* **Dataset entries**

********************

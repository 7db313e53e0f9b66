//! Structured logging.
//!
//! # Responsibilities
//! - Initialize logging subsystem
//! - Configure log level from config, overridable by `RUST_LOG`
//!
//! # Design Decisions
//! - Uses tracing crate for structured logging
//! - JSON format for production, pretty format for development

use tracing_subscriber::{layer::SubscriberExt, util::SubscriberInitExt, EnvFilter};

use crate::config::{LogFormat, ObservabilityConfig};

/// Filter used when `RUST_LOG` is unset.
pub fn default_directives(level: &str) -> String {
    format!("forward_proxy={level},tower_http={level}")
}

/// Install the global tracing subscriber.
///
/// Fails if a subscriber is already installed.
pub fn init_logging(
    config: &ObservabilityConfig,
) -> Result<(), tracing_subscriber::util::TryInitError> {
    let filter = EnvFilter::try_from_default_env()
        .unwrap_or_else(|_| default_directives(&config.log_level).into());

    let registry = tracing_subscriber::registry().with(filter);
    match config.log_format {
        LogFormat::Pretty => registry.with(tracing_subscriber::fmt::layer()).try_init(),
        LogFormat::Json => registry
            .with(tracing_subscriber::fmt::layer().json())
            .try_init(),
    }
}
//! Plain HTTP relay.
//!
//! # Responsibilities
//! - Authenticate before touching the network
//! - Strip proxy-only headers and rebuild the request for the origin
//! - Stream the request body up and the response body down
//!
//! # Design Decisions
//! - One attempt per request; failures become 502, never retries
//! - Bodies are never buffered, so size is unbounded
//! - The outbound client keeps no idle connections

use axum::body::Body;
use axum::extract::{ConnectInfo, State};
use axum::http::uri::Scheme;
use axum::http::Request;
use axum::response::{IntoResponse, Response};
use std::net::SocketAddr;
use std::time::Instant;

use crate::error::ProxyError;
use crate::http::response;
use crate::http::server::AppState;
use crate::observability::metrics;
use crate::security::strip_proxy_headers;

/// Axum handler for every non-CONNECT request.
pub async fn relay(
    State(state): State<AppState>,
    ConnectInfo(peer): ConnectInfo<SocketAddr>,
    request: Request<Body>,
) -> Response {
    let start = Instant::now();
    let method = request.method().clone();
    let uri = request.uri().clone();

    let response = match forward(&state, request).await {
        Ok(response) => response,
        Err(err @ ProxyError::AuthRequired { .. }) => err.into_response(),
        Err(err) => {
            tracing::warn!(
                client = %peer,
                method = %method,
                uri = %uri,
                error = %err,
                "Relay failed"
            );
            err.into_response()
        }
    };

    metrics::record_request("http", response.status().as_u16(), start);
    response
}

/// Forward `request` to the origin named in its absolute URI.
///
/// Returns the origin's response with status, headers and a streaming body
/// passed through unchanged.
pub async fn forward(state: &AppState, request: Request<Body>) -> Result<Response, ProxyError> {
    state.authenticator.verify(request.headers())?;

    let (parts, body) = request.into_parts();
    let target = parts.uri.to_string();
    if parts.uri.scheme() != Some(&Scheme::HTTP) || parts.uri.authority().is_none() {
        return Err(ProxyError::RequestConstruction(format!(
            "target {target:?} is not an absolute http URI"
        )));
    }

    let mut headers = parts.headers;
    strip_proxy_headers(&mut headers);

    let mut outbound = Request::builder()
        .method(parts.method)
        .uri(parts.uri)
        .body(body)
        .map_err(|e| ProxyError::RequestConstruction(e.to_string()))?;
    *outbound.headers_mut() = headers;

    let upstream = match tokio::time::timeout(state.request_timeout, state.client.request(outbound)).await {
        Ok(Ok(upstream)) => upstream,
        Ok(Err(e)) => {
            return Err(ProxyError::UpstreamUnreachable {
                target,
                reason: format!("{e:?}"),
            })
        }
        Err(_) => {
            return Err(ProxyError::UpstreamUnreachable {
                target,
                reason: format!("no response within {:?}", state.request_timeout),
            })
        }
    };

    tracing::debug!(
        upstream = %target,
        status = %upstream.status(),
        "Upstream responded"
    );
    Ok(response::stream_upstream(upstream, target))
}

********************

* **EXERCISE OBJECTIVE**
From the records above, extract exactly and only the lines that begin at the line with "let target = parts.uri.to_string();" and stop after the line with "let mut headers = parts.headers;".

* **SOLVED PROBLEM**
    let target = parts.uri.to_string();
    if parts.uri.scheme() != Some(&Scheme::HTTP) || parts.uri.authority().is_none() {
        return Err(ProxyError::RequestConstruction(format!(
            "target {target:?} is not an absolute http URI"
        )));
    }

    let mut headers = parts.headers;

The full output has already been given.